“Medication Adherence” is a Lunatic Endeavour


John G. Singer outlines why a focus on patients’ adherence to their medication is not necessarily useful in working to improve health outcomes and why innovation is more sorely needed in markets and strategies, not technologies and analytics.


“Monty Python and the Holy Grail,” which opened yesterday at the Cinema 2, is a marvelously particular kind of lunatic endeavor.

It’s been collectively written by the Python troupe and jointly directed by two of them (Terry Gilliam and Terry Jones) so effectively that I’m beginning to suspect that there really aren’t six of them but only one, a fellow with several dozen faces who knows a great deal about trick photography…

…I particularly liked a sequence in which the knights, to gain access to an enemy castle, come up with the idea of building a Trojan rabbit. When Arthur calls retreat, he simply yells: “Run away!”

From The New York Times review of the film, April 28, 1975


Since time immemorial, “medication adherence” has been the Holy Grail, a rumored $300 billion a year treasure pursued by every dimension of the now USD 3.6 trillion health economy in the United States. And everyone follows the same journey to the same illogical and incomplete end, a circle of fragmented action through conceptual obsolescence that hasn’t changed perspective since the dawn of time: “Poor adherence to medication contributes to negative health outcomes.”

Into this passage of dead language we now add telehealth as the latest maybe fix, the central player in a heroic narrative in which new technology is positioned in the starring role. To wit this from “Silver Lining to Coronavirus Crisis: Telehealth May Improve Patient Adherence And Persistence” in the June 9 Forbes:


“For decades, poor medication adherence has been recognized as a significant and persistent problem in the healthcare system. Since a report published in 2000 by the US Department of Health and Human Services, numerous studies have shown that up to 50 percent of patients exhibit varying degrees of non-adherence and non-persistence.

Poor adherence and persistence contribute to negative health outcomes, particularly for patients with chronic illnesses, such as cardiovascular disease, diabetes, HIV, and depression.

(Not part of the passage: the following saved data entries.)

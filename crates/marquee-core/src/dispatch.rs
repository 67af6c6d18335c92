//! # Notification Dispatch
//!
//! Delivers an assembled notification to the configured Discord webhook.
//! Delivery is best-effort: an unconfigured webhook is a quiet no-op, and
//! failures are logged without ever reaching the inbound request. The one
//! retry concern owned here is the sink's rate limiting, honored via the
//! `Retry-After` header.

use std::time::Duration;

use chrono::Utc;
use serde::Serialize;
use tracing::{debug, error, info, warn};

use crate::notification::Notification;

/// Accent color stamped on every dispatched notification.
pub const ACCENT_COLOR: u32 = 0xEBAF00;

/// Bound on each delivery request.
const REQUEST_TIMEOUT: Duration = Duration::from_secs(10);

/// Cap on a single advertised rate-limit delay.
const MAX_RETRY_AFTER: Duration = Duration::from_secs(30);

/// Final state of a dispatch attempt.
#[derive(Debug, Clone, PartialEq, Eq)]
pub enum DispatchOutcome {
    /// No webhook URL configured; nothing was sent.
    Skipped,

    /// The sink accepted the notification.
    Delivered,

    /// The sink rejected the notification or was unreachable.
    Failed,
}

/// Construction-time failures for the dispatcher.
#[derive(Debug, thiserror::Error)]
pub enum DispatchError {
    #[error("failed to construct HTTP client: {message}")]
    Configuration { message: String },
}

/// Discord webhook body wrapping a single embed.
#[derive(Debug, Serialize)]
struct WebhookBody<'a> {
    embeds: [&'a Notification; 1],
}

/// Sends notifications to a Discord webhook, if one is configured.
pub struct NotificationDispatcher {
    webhook_url: Option<String>,
    http: reqwest::Client,
    max_rate_limit_retries: u32,
}

impl NotificationDispatcher {
    /// Create a new dispatcher.
    ///
    /// # Errors
    ///
    /// Returns [`DispatchError::Configuration`] if the HTTP client cannot
    /// be constructed.
    pub fn new(webhook_url: Option<String>) -> Result<Self, DispatchError> {
        let http = reqwest::Client::builder()
            .timeout(REQUEST_TIMEOUT)
            .build()
            .map_err(|e| DispatchError::Configuration {
                message: format!("failed to create HTTP client: {}", e),
            })?;

        Ok(Self {
            webhook_url,
            http,
            max_rate_limit_retries: 3,
        })
    }

    /// Override the rate-limit retry budget.
    pub fn with_max_rate_limit_retries(mut self, retries: u32) -> Self {
        self.max_rate_limit_retries = retries;
        self
    }

    /// Deliver a notification to the configured webhook.
    ///
    /// Stamps the presentation defaults (accent color, current timestamp)
    /// before sending. A 429 from the sink is retried after its advertised
    /// `Retry-After` delay until the retry budget runs out; every other
    /// failure is logged and dropped.
    pub async fn dispatch(&self, mut notification: Notification) -> DispatchOutcome {
        let Some(url) = &self.webhook_url else {
            info!("Discord webhook for notifications is not set");
            return DispatchOutcome::Skipped;
        };

        notification.color = Some(ACCENT_COLOR);
        notification.timestamp = Some(Utc::now());

        let body = WebhookBody {
            embeds: [&notification],
        };

        let mut rate_limit_retries = 0u32;
        loop {
            let response = match self.http.post(url).json(&body).send().await {
                Ok(response) => response,
                Err(e) => {
                    error!(error = %e, "failed to deliver notification to Discord");
                    return DispatchOutcome::Failed;
                }
            };

            let status = response.status();
            if status == reqwest::StatusCode::TOO_MANY_REQUESTS
                && rate_limit_retries < self.max_rate_limit_retries
            {
                let delay = retry_after(&response);
                rate_limit_retries += 1;
                warn!(
                    delay_ms = delay.as_millis() as u64,
                    attempt = rate_limit_retries,
                    "Discord webhook rate limited; retrying"
                );
                tokio::time::sleep(delay).await;
                continue;
            }

            if !status.is_success() {
                error!(
                    status = status.as_u16(),
                    "Discord webhook rejected notification"
                );
                return DispatchOutcome::Failed;
            }

            debug!(
                title = notification.title.as_deref().unwrap_or(""),
                "notification delivered"
            );
            return DispatchOutcome::Delivered;
        }
    }
}

/// Delay advertised by the sink. Defaults to one second and never exceeds
/// [`MAX_RETRY_AFTER`].
fn retry_after(response: &reqwest::Response) -> Duration {
    response
        .headers()
        .get(reqwest::header::RETRY_AFTER)
        .and_then(|value| value.to_str().ok())
        .and_then(|value| value.parse::<f64>().ok())
        .filter(|seconds| seconds.is_finite() && *seconds >= 0.0)
        .map(Duration::from_secs_f64)
        .unwrap_or(Duration::from_secs(1))
        .min(MAX_RETRY_AFTER)
}

#[cfg(test)]
#[path = "dispatch_tests.rs"]
mod tests;
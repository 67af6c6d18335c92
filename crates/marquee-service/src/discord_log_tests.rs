//! Tests for Discord log forwarding.

use super::*;
use tracing_subscriber::layer::SubscriberExt;
use wiremock::matchers::{method, path};
use wiremock::{Mock, MockServer, ResponseTemplate};

async fn forward(
    server: &MockServer,
    min_level: Level,
    emit: impl FnOnce(),
) -> Vec<serde_json::Value> {
    Mock::given(method("POST"))
        .and(path("/webhook"))
        .respond_with(ResponseTemplate::new(204))
        .mount(server)
        .await;

    let (layer, forwarder) =
        DiscordLogLayer::new(format!("{}/webhook", server.uri()), min_level);
    let subscriber = tracing_subscriber::registry().with(layer);

    tracing::subscriber::with_default(subscriber, emit);

    // The subscriber (and with it the channel sender) is dropped once
    // with_default returns, so the forwarder drains and exits.
    forwarder.await.expect("forwarder should not panic");

    server
        .received_requests()
        .await
        .unwrap()
        .iter()
        .map(|request| serde_json::from_slice(&request.body).unwrap())
        .collect()
}

#[tokio::test]
async fn test_events_at_or_above_threshold_are_forwarded() {
    let server = MockServer::start().await;

    let bodies = forward(&server, Level::WARN, || {
        tracing::error!("disk on fire");
        tracing::warn!("smoke detected");
        tracing::info!("all quiet");
    })
    .await;

    assert_eq!(bodies.len(), 2);
    let contents: Vec<&str> = bodies
        .iter()
        .map(|body| body["content"].as_str().unwrap())
        .collect();
    assert!(contents[0].contains("disk on fire"));
    assert!(contents[0].starts_with("**ERROR**"));
    assert!(contents[1].contains("smoke detected"));
}

#[tokio::test]
async fn test_structured_fields_render_after_message() {
    let server = MockServer::start().await;

    let bodies = forward(&server, Level::WARN, || {
        tracing::warn!(status = 429, "sink rate limited");
    })
    .await;

    assert_eq!(bodies.len(), 1);
    let content = bodies[0]["content"].as_str().unwrap();
    assert!(content.contains("sink rate limited"));
    assert!(content.contains("status=429"));
}

#[tokio::test]
async fn test_http_stack_targets_are_not_forwarded() {
    let server = MockServer::start().await;

    let bodies = forward(&server, Level::TRACE, || {
        tracing::warn!(target: "hyper::client", "connection noise");
        tracing::warn!(target: "reqwest::connect", "more noise");
    })
    .await;

    assert!(bodies.is_empty());
}
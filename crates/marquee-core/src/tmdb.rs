//! # TMDB Metadata Client
//!
//! Queries The Movie Database's multi-search endpoint to enrich playback
//! notifications with poster thumbnails and detail-page links.
//!
//! Lookups are strictly best-effort: every failure mode (missing API key,
//! transport error, non-success status, no matching result) is logged here
//! and surfaces to the notification builder as an absent enrichment, never
//! as an error. The typed [`SearchError`] exists so tests can tell
//! provider-down apart from no-match even though both degrade identically.

use std::time::Duration;

use async_trait::async_trait;
use serde::Deserialize;
use tracing::{debug, error, info, trace};

use crate::payload::MediaType;

/// Configuration for the TMDB client.
///
/// Base URLs are configurable so tests can point the client at a mock
/// server; production leaves them at the defaults.
#[derive(Debug, Clone, PartialEq, Eq, Deserialize)]
#[serde(default)]
pub struct TmdbConfig {
    /// API key enabling metadata lookups. Absent key disables enrichment.
    pub api_key: Option<String>,

    /// API root, e.g. `https://api.themoviedb.org/3`.
    pub api_base_url: String,

    /// Root for full-size poster images.
    pub image_base_url: String,

    /// Root for human-facing detail pages.
    pub site_base_url: String,

    /// Bound in seconds on each outbound request.
    pub timeout_seconds: u64,
}

impl Default for TmdbConfig {
    fn default() -> Self {
        Self {
            api_key: None,
            api_base_url: "https://api.themoviedb.org/3".to_string(),
            image_base_url: "https://image.tmdb.org/t/p/original".to_string(),
            site_base_url: "https://www.themoviedb.org".to_string(),
            timeout_seconds: 10,
        }
    }
}

/// Media kind in the provider's vocabulary.
///
/// The provider's multi-search mixes movies, TV shows, and people; kinds we
/// never match collapse into `Other`.
#[derive(Debug, Clone, Copy, PartialEq, Eq, Deserialize)]
#[serde(rename_all = "lowercase")]
pub enum ProviderKind {
    Movie,
    Tv,
    #[serde(other)]
    Other,
}

impl ProviderKind {
    /// URL path segment for detail pages.
    pub fn as_str(&self) -> &'static str {
        match self {
            Self::Movie => "movie",
            Self::Tv => "tv",
            Self::Other => "other",
        }
    }
}

/// Translate a local media type into the provider kind it must match.
///
/// Episodes are looked up by their series, which the provider files under
/// `tv`. Types the provider has no vocabulary for return `None` and can
/// never match.
fn provider_kind_for(media_type: MediaType) -> Option<ProviderKind> {
    match media_type {
        MediaType::Movie => Some(ProviderKind::Movie),
        MediaType::Episode => Some(ProviderKind::Tv),
        MediaType::Track | MediaType::Clip | MediaType::Unknown => None,
    }
}

/// A single accepted result from the provider's search.
#[derive(Debug, Clone, PartialEq, Eq)]
pub struct MetadataCandidate {
    pub display_name: String,
    pub kind: ProviderKind,
    pub id: Option<u64>,
    pub poster_path: Option<String>,
}

/// Outcome of a completed search request.
#[derive(Debug, Clone, PartialEq, Eq)]
pub enum SearchOutcome {
    Found(MetadataCandidate),
    NoMatch,
}

/// Failure reasons for a search that never produced an outcome.
#[derive(Debug, thiserror::Error)]
pub enum SearchError {
    #[error("TMDB API key is not configured")]
    MissingApiKey,

    #[error("failed to construct HTTP client: {message}")]
    Configuration { message: String },

    #[error("TMDB request failed: {0}")]
    Transport(#[from] reqwest::Error),

    #[error("TMDB returned status {status}")]
    Status { status: u16 },
}

/// Enrichment lookups the notification builder depends on.
///
/// Behind a trait so builder tests can substitute a recording mock for the
/// real client.
#[async_trait]
pub trait MetadataLookup: Send + Sync {
    /// Full-size poster URL for the best-matching candidate, if any.
    async fn thumbnail(&self, title: &str, media_type: MediaType) -> Option<String>;

    /// Detail-page URL for the best-matching candidate, if any.
    async fn info(&self, title: &str, media_type: MediaType) -> Option<String>;
}

/// TMDB-backed implementation of [`MetadataLookup`].
pub struct TmdbClient {
    config: TmdbConfig,
    http: reqwest::Client,
}

/// Wire shape of the provider's multi-search response.
#[derive(Debug, Deserialize)]
struct SearchResponse {
    #[serde(default)]
    results: Vec<SearchEntry>,
}

#[derive(Debug, Deserialize)]
struct SearchEntry {
    /// TV shows and people carry `name`; movies carry `title`.
    #[serde(default)]
    name: Option<String>,

    #[serde(default)]
    title: Option<String>,

    #[serde(default)]
    media_type: Option<ProviderKind>,

    #[serde(default)]
    id: Option<u64>,

    #[serde(default)]
    poster_path: Option<String>,
}

impl TmdbClient {
    /// Create a new client.
    ///
    /// # Errors
    ///
    /// Returns [`SearchError::Configuration`] if the HTTP client cannot be
    /// constructed.
    pub fn new(config: TmdbConfig) -> Result<Self, SearchError> {
        let http = reqwest::Client::builder()
            .timeout(Duration::from_secs(config.timeout_seconds))
            .build()
            .map_err(|e| SearchError::Configuration {
                message: format!("failed to create HTTP client: {}", e),
            })?;

        Ok(Self { config, http })
    }

    /// Search the provider for a title of the given local media type.
    ///
    /// Issues one multi-search request and selects the first entry, in the
    /// provider's response order, whose display name equals the query
    /// case-insensitively and whose kind matches the (translated) local
    /// type. First-in-response-order is the documented tie-break when
    /// several entries qualify.
    ///
    /// # Errors
    ///
    /// Returns [`SearchError::MissingApiKey`] without issuing a request
    /// when no API key is configured, and transport/status errors when the
    /// request itself fails. "No entry matched" is not an error; it is
    /// [`SearchOutcome::NoMatch`].
    pub async fn search(
        &self,
        title: &str,
        media_type: MediaType,
    ) -> Result<SearchOutcome, SearchError> {
        let api_key = self
            .config
            .api_key
            .as_deref()
            .ok_or(SearchError::MissingApiKey)?;

        let url = format!("{}/search/multi", self.config.api_base_url);
        let response = self
            .http
            .get(&url)
            .query(&[("api_key", api_key), ("query", title)])
            .send()
            .await?;

        let status = response.status();
        if !status.is_success() {
            return Err(SearchError::Status {
                status: status.as_u16(),
            });
        }

        let body: SearchResponse = response.json().await?;
        trace!(
            title = %title,
            media_type = %media_type,
            results = body.results.len(),
            "TMDB multi-search response"
        );

        let Some(expected_kind) = provider_kind_for(media_type) else {
            debug!(
                media_type = %media_type,
                "media type has no provider vocabulary; nothing can match"
            );
            return Ok(SearchOutcome::NoMatch);
        };

        for entry in body.results {
            // TV entries carry `name`, movie entries `title`; prefer `name`
            // when both are present.
            let Some(display_name) = entry.name.or(entry.title) else {
                continue;
            };

            if display_name.to_lowercase() != title.to_lowercase() {
                continue;
            }

            if entry.media_type != Some(expected_kind) {
                continue;
            }

            return Ok(SearchOutcome::Found(MetadataCandidate {
                display_name,
                kind: expected_kind,
                id: entry.id,
                poster_path: entry.poster_path,
            }));
        }

        Ok(SearchOutcome::NoMatch)
    }

    /// Run a search and log every degraded outcome for the given purpose.
    async fn search_logged(
        &self,
        title: &str,
        media_type: MediaType,
        purpose: &str,
    ) -> Option<MetadataCandidate> {
        match self.search(title, media_type).await {
            Ok(SearchOutcome::Found(candidate)) => Some(candidate),
            Ok(SearchOutcome::NoMatch) => {
                info!(
                    title = %title,
                    media_type = %media_type,
                    "unable to locate {} on TMDB",
                    purpose
                );
                None
            }
            Err(SearchError::MissingApiKey) => {
                info!("skipping {} lookup, TMDB API key is not set", purpose);
                None
            }
            Err(e) => {
                error!(
                    title = %title,
                    media_type = %media_type,
                    error = %e,
                    "failed to fetch {} from TMDB",
                    purpose
                );
                None
            }
        }
    }
}

#[async_trait]
impl MetadataLookup for TmdbClient {
    async fn thumbnail(&self, title: &str, media_type: MediaType) -> Option<String> {
        let candidate = self.search_logged(title, media_type, "thumbnail").await?;

        match candidate.poster_path {
            Some(poster_path) => Some(format!("{}{}", self.config.image_base_url, poster_path)),
            None => {
                info!(
                    title = %title,
                    media_type = %media_type,
                    "TMDB candidate has no poster"
                );
                None
            }
        }
    }

    async fn info(&self, title: &str, media_type: MediaType) -> Option<String> {
        let candidate = self.search_logged(title, media_type, "information").await?;

        match candidate.id {
            Some(id) => Some(format!(
                "{}/{}/{}",
                self.config.site_base_url,
                candidate.kind.as_str(),
                id
            )),
            None => {
                info!(
                    title = %title,
                    media_type = %media_type,
                    "TMDB candidate has no id"
                );
                None
            }
        }
    }
}

#[cfg(test)]
#[path = "tmdb_tests.rs"]
mod tests;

Telehealth services can be deployed as a tool to improve medication adherence and persistence.”


Everyone is conjuring from pipe smoke.


The belief in technology as a benevolent, self-healing, autonomous force is seductive and addictive. It allows us to feel optimistic about the future while relieving us of responsibility for that future, explains Nicholas Carr in Rough Type, his blog exploring the intersection of business, technology and culture. Digital is the magical wave all can ride to growth, a surfboard of possibility that leads to ever-greater speeds, compressions, efficiencies.


It particularly suits the interests of those who have become extraordinarily wealthy through the labor-saving, profit-concentrating effects of automated systems and the computers that control them (good news for investors in Teladoc, which is now worth over $12 billion, and Apple, which on June 10 became the first US company to achieve a $1.5 trillion market capitalization).


“But the real sentimental fallacy is the assumption that the new thing is always better suited to our purposes and intentions than the old thing,” Carr writes. “That’s the view of a child, naive and pliable. What makes one tool superior to another has nothing to do with how new it is. What matters is how it enlarges us or diminishes us, how it shapes our experience of nature and culture and one another.”


There are many barriers to medication adherence. Cost, side effects, the challenge of managing multiple prescriptions (polypharmacy), patients’ understanding of their disease, forgetfulness, cultural and belief systems, imperfect drug regimens, patients’ ability to the health care system, cognitive impairments, a reduced sense of urgency due to asymptomatic conditions (“I don’t feel sick – I don’t need the medicine”), etc, etc, etc, etc….


Successful interventions mean reframing competition to centre on creating health system value. It calls for system entrepreneurship, collaboration on shared marketspace that pulls together and integrates a complete set of interactive tools and incentives, according to a research brief on the topic by the New England Healthcare Institute, a nonprofit, health policy institute focused on enabling healthcare innovation. Published in the summer of 2009, it asks the fundamental question:


“Whether poor adherence can and should be addressed as a stand-alone issue, or whether it is best addressed more indirectly by intensifying effort on other health policy reforms?”


The world has a technology problem in the sense that scientific and technological progress has been sputtering for a while. Which sounds weird but underscores the storytelling problem wired into our mental circuitry: the things that need “innovation” are markets and strategies, not technologies and analytics.


We’re at the moment of the Great Fork.


Navigating the moment begins with new narratives to invent new pathways. The unmet need is an alternative form of contemplation, a novel way of seeing and describing the world at a system level, without conceptual divisions, because the existing habits of making sense and tacking action aren’t tracking with reality.


Like the Flying Circus who cohered into one, the infinite and expanding galaxy of pieces that “can” produce health need to cohere as new economic systems.


Until then, “medication adherence” is a Trojan rabbit.




John G. Singer advises business and government on health system vision and value innovation. He leads Blue Spoon Consulting, the pioneer of ‘big design’ as a methodology to drive large-scale system change.